Vakgroep Psychologie, Gezondheid & Technologie


Does your smartwatch know how you feel? An experience sampling study into intra-individual correlations between bodily signals and experienced emotions.



Type of assignment? Master

Internal or external? Internal                                                                                                

How many students possible? 3

Own data collection or existing data?  Existing data

Type of research: Quantitative 

EC (10 of 30EC)? 10 EC, 30EC is also possible, but then own data collection will be added.      
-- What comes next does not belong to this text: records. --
//! # Resource Actor Framework
//!
//! This crate provides the foundational building blocks for creating type-safe,
//! concurrent actor systems in Rust. It implements a **Resource-Oriented
//! Architecture (ROA)** pattern on top of the **Actor Model**, providing a
//! clean abstraction for managing stateful entities.
//!
//! ## Why ROA + Actor Model?
//!
//! - **Separation**: Each resource type (User, FoodItem, Order, Session) gets
//!   its own actor with completely isolated state.
//! - **Coordination**: When resources need to interact (e.g., an Order
//!   snapshotting FoodItem prices at creation), they communicate via injected
//!   clients instead of direct coupling.
//! - **Sequential processing** within each actor eliminates race conditions:
//!   no `Mutex`, no `RwLock`, no shared mutable state. A bulk scan-and-rewrite
//!   over a store (see store actions below) is one atomic step.
//!
//! **Further Reading**:
//! - [Actor Model (Wikipedia)](https://en.wikipedia.org/wiki/Actor_model) - Foundational concurrency pattern by Carl Hewitt
//! - [Actors in Rust](https://ryhl.io/blog/actors-with-tokio/) - Practical guide to implementing actors with Tokio
//!
//! ## Architecture Overview
//!
//! The framework separates concerns into three layers:
//!
//! 1. **Entity Layer** ([`ActorEntity`]) - Your business logic and domain models
//! 2. **Runtime Layer** ([`ResourceActor`]) - Message processing and concurrency
//! 3. **Interface Layer** ([`ResourceClient`]) - Type-safe communication
//!
//! You write your business logic **once** in the entity trait, and the
//! framework handles all the async message passing, error handling, and state
//! management.
//!
//! ## Operations
//!
//! Every actor answers the standard CRUD set (Create / Get / Update / Delete)
//! plus two extension points:
//!
//! - **Actions** address a single entity by id (`perform_action`).
//! - **Store actions** address the whole store (`perform_store_action`):
//!   secondary-key lookups, filtered listings, and bulk state transitions that
//!   must be atomic with respect to every other request.
//!
//! ## ID Factories
//!
//! Each actor is constructed with a factory closure that mints IDs. This keeps
//! the ID scheme a per-resource decision: sequential numeric newtypes for
//! durable records, random hex tokens for sessions.
//!
//! ## Quick Start
//!
//! ```rust
//! use resource_actor::{ActorEntity, ResourceActor};
//! use async_trait::async_trait;
//! use std::collections::HashMap;
//!
//! #[derive(Clone, Debug)]
//! struct Counter {
//!     id: u32,
//!     value: i64,
//! }
//!
//! #[derive(Debug)] struct CounterCreate { start: i64 }
//! #[derive(Debug)] struct CounterUpdate { value: i64 }
//! #[derive(Debug)] enum CounterAction { Add(i64) }
//! #[derive(Debug)] enum CounterStoreAction { Total }
//! #[derive(Debug, thiserror::Error)]
//! #[error("counter error")]
//! struct CounterError;
//!
//! #[async_trait]
//! impl ActorEntity for Counter {
//!     type Id = u32;
//!     type Create = CounterCreate;
//!     type Update = CounterUpdate;
//!     type Action = CounterAction;
//!     type ActionResult = i64;
//!     type StoreAction = CounterStoreAction;
//!     type StoreActionResult = i64;
//!     type Context = ();
//!     type Error = CounterError;
//!
//!     fn from_create_params(id: u32, params: CounterCreate) -> Result<Self, Self::Error> {
//!         Ok(Self { id, value: params.start })
//!     }
//!
//!     async fn on_update(&mut self, update: CounterUpdate, _ctx: &()) -> Result<(), Self::Error> {
//!         self.value = update.value;
//!         Ok(())
//!     }
//!
//!     async fn handle_action(&mut self, action: CounterAction, _ctx: &()) -> Result<i64, Self::Error> {
//!         match action {
//!             CounterAction::Add(n) => {
//!                 self.value += n;
//!                 Ok(self.value)
//!             }
//!         }
//!     }
//!
//!     async fn handle_store_action(
//!         store: &mut HashMap<u32, Self>,
//!         action: CounterStoreAction,
//!         _ctx: &(),
//!     ) -> Result<i64, Self::Error> {
//!         match action {
//!             CounterStoreAction::Total => Ok(store.values().map(|c| c.value).sum()),
//!         }
//!     }
//! }
//!
//! #[tokio::main]
//! async fn main() {
//!     // Sequential ids, minted inside the actor task.
//!     let mut next = 0u32;
//!     let (actor, client) = ResourceActor::<Counter>::new(10, move || {
//!         next += 1;
//!         next
//!     });
//!     tokio::spawn(actor.run(()));
//!
//!     let id = client.create(CounterCreate { start: 5 }).await.unwrap();
//!     let value = client.perform_action(id, CounterAction::Add(3)).await.unwrap();
//!     assert_eq!(value, 8);
//!
//!     let total = client
//!         .perform_store_action(CounterStoreAction::Total)
//!         .await
//!         .unwrap();
//!     assert_eq!(total, 8);
//! }
//! ```
//!
//! ## Context Injection Pattern
//!
//! Dependencies are injected at **runtime** via the `run()` method, not at
//! construction time. This "late binding" pattern solves circular
//! dependencies:
//!
//! ```rust,ignore
//! // 1. Create all actors (no dependencies yet)
//! let (user_actor, user_client) = ResourceActor::<User>::new(32, user_ids);
//! let (food_actor, food_client) = ResourceActor::<FoodItem>::new(32, food_ids);
//! let (order_actor, order_client) = ResourceActor::<Order>::new(32, order_ids);
//!
//! // 2. Wire dependencies when starting actors
//! tokio::spawn(user_actor.run(()));
//! tokio::spawn(food_actor.run(()));
//! // Order actor validates users and snapshots food prices via its context
//! tokio::spawn(order_actor.run((user_client, food_client)));
//! ```
//!
//! ## Testing
//!
//! The framework provides a **MockClient** type that implements the same
//! `ResourceClient<T>` API as the real client but operates entirely in-memory,
//! plus channel-level helpers for asserting on raw requests. See the [`mock`]
//! module for the full API and usage patterns.

pub mod actor;
pub mod client;
pub mod client_trait;
pub mod entity;
pub mod error;
pub mod message;
pub mod mock;
pub mod tracing;

// Re-export core types for convenience
pub use actor::ResourceActor;
pub use client::ResourceClient;
pub use client_trait::ActorClient;
pub use entity::ActorEntity;
pub use error::FrameworkError;
pub use message::{ResourceRequest, Response};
Wearable technology is becoming available, for example the Apple Watch, that allow consumers to measure their own physiological signals (e.g. heart rate) and potentially share them with others. In many cases, fluctuations in these physiological signals are operationalized by the wearable technology to some kind of human experience: The device is measuring your heart rate, but it would indicate your stress levels on its screen or a coupled smartphone. This operationalization might seem logical, but empirical studies and theories on psychophysiology and human emotion show and theorize that these kind of substitutions are problematic (Feldman Barrett & Simmons, 2015; Evers et al., 2014; Fairclough, 2009). Technology journalists are also becoming critical on the one-to-one substitution of physiology with psychology (see for example:


In this study you will examine what fluctuations in self-reported experience of people best predicts the physiological signals that are captured by a wearable bio-sensor. This watch-like bio sensor (although it doesn’t tell you the time) can measure both heart rate and skin conductance (Fletcher, Poh, & Eydgahi, 2010). These two signals capture the activity of different parts of the human nervous system to a different degree. Skin conductance, for example, is supposed to mostly capture the activity of the sympathetic part of the autonomic nervous system (Boucsein, 2012). This part of the nervous system is very often associated with the arousal dimension of emotion within dimensional theories of emotion (Russell, 2009). However, a limited amount of studies have systematically tested whether such an operationalization makes sense in people’s daily lives.


Who are we looking for?

Enthusiastic students who are interested in the way the everyday human experience of emotion is related to bodily signals.



Dr. Matthijs Noordzij



Barrett, L. F., & Simmons, W. K. (2015). Interoceptive predictions in the brain. Nature Reviews Neuroscience, 16(7), 1–11.

Boucsein, W. (2012). Electrodermal Activity (2nd ed.). New York, NY, USA: Springer.

Evers, C., Hopp, H., Gross, J. J., Fischer, A. H., Manstead, A. S. R., & Mauss, I. B. (2014). Emotion response coherence: A dual-process perspective. Biological Psychology, 98(1), 43–49.

Fairclough, S. H. (2009). Fundamentals of physiological computing. Interacting with Computers, 21(1–2), 133–145.

Fletcher, R. R., Poh, M. Z., & Eydgahi, H. (2010). Wearable sensors: Opportunities and challenges for low-cost health care. 2010 Annual International Conference of the IEEE Engineering in Medicine and Biology Society, EMBC’10, 1763–1766.

Russell, J. A. (2009). Emotion, core affect, and psychological construction. Cognition and Emotion, 23(7), 1259–1283.